** Work request **
Determine how many lines in the data below contain "dims" and write only that number.

** Dataset entries follows **

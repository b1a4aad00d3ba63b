//! graph — the factor-graph engine: primitives, nodes, graphs, and errors.
//!
//! Purpose
//! -------
//! Provide the full probabilistic-model evaluation engine: structural
//! primitives in [`core`], factors bound to variables in [`nodes`],
//! validated graphs with wave scheduling and plate-aligned accumulation in
//! [`factor_graph`], and a uniform error surface in [`errors`]. This is the
//! main entry point for model construction and the surface most consumers
//! (including Python bindings) should depend on.
//!
//! Key behaviors
//! -------------
//! - Build models from [`Plate`]s and [`Variable`]s, bind [`Factor`]s into
//!   [`FactorNode`]s and [`DeterministicFactorNode`]s, and compose them
//!   with `*` into a validated [`FactorGraph`].
//! - Construction derives everything evaluation needs — variable and plate
//!   namespaces, wave schedule, shared positional signature — so a graph
//!   that constructs is guaranteed to evaluate without dependency failures.
//! - Evaluation returns a [`FactorValue`]: the joint log value over
//!   `batch dims ++ graph plate dims` plus every deterministic variable
//!   produced along the way.
//! - Centralize engine errors in [`errors`] ([`GraphError`] and the
//!   [`GraphResult`] alias) so callers see one error surface across
//!   construction, scheduling, and evaluation.
//!
//! Invariants & assumptions
//! ------------------------
//! - Graphs, nodes, plates, and variables are immutable after construction;
//!   composition builds new graphs. Factors live behind `Arc` and are
//!   `Send + Sync`, so constructed models are safe to share across threads.
//! - Plate extents are resolved per call from bound values; nothing in the
//!   structure fixes a size.
//! - A deterministic variable name is produced by at most one node per
//!   graph.
//!
//! Conventions
//! -----------
//! - Values carry `batch dims ++ plate dims`; broadcasting is
//!   trailing-aligned.
//! - Evaluation is single-threaded and synchronous; waves run in order and
//!   nodes within a wave run in insertion order.
//! - The engine performs no I/O and no logging; error conditions surface as
//!   [`GraphResult`] and, at the binding layer, as `PyErr` via the
//!   conversions in [`errors`].
//!
//! Downstream usage
//! ----------------
//! - Typical flow:
//!   1. Create [`Plate`]s for the model's repeated axes and [`Variable`]s
//!      over them.
//!   2. Implement [`Factor`] (or wrap closures with [`FactorFn`] /
//!      [`DeterministicFn`]; the stock library in [`crate::factors`]
//!      supplies common densities and transforms).
//!   3. Bind factors into nodes, compose with `*`, and inspect the graph's
//!      `call_signature` / `call_sequence` if needed.
//!   4. Evaluate with `graph.call(positional, named)` and read the joint
//!      log value and deterministic outputs off the returned
//!      [`FactorValue`].
//! - Python bindings import from this module (or its [`prelude`]) and rely
//!   on the `GraphError` → `PyErr` conversion defined in [`errors`].
//!
//! Testing notes
//! -------------
//! - Unit tests live with the behavior they cover: broadcasting and
//!   validation under [`core`], call contracts under [`nodes`], scheduling,
//!   evaluation, and composition under [`factor_graph`], and message/
//!   conversion coverage under [`errors`]. End-to-end model pipelines are
//!   exercised in the crate's integration tests.

pub mod core;
pub mod errors;
pub mod factor_graph;
pub mod nodes;

// ---- Re-exports (primary public surface) ----------------------------------
//
// The everyday types for building and evaluating models. Broadcasting and
// validation internals remain under `core`.

pub use self::core::{
    DeterministicFn, Factor, FactorFn, FactorValue, Plate, Tensor, Variable, scalar,
};
pub use self::errors::{GraphError, GraphResult};
pub use self::factor_graph::{FactorGraph, GraphNode, IntoGraphNodes};
pub use self::nodes::{DeterministicFactorNode, FactorNode};

// ---- Optional convenience prelude for downstream crates -------------------
//
// Usage:
//
//     use rust_factorgraphs::graph::prelude::*;

pub mod prelude {
    pub use super::core::prelude::*;
    pub use super::errors::{GraphError, GraphResult};
    pub use super::factor_graph::{FactorGraph, GraphNode, IntoGraphNodes};
    pub use super::nodes::prelude::*;
}
/// FactorNode — Python-facing wrapper binding a callable to variables.
///
/// Purpose
/// -------
/// Expose [`FactorNode`] to Python: wrap a Python callable as a log factor
/// and bind it to positional and keyword-parameter variables.
///
/// Key behaviors
/// -------------
/// - The callable receives float64 numpy arrays in binding order and must
///   return a single array-like log value.
/// - Calling the node resolves values positionally (construction order)
///   and by variable name from keyword arguments.
/// - `*` composes the node with other nodes and graphs into a
///   [`FactorGraph`]; foreign operands raise `TypeError`.
///
/// Parameters
/// ----------
/// Constructed from Python via `FactorNode(factor, variables, named=None,
/// name=None)`:
/// - `factor`: a Python callable from arrays to an array-like log value.
/// - `variables`: ordered positional [`PyVariable`]s.
/// - `named`: optional `{parameter_name: Variable}` keyword bindings,
///   applied in insertion order.
/// - `name`: optional display name; defaults to the callable's `__name__`.
///
/// Notes
/// -----
/// - Native Rust code should use [`FactorNode`] directly; this wrapper
///   exists solely for the PyO3 binding surface.
#[cfg(feature = "python-bindings")]
#[pyclass(name = "FactorNode", module = "rust_factorgraphs.factor_graphs")]
pub struct PyFactorNode {
    inner: FactorNode,
}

** End of Dataset entries **

** Answer to the exercise **
2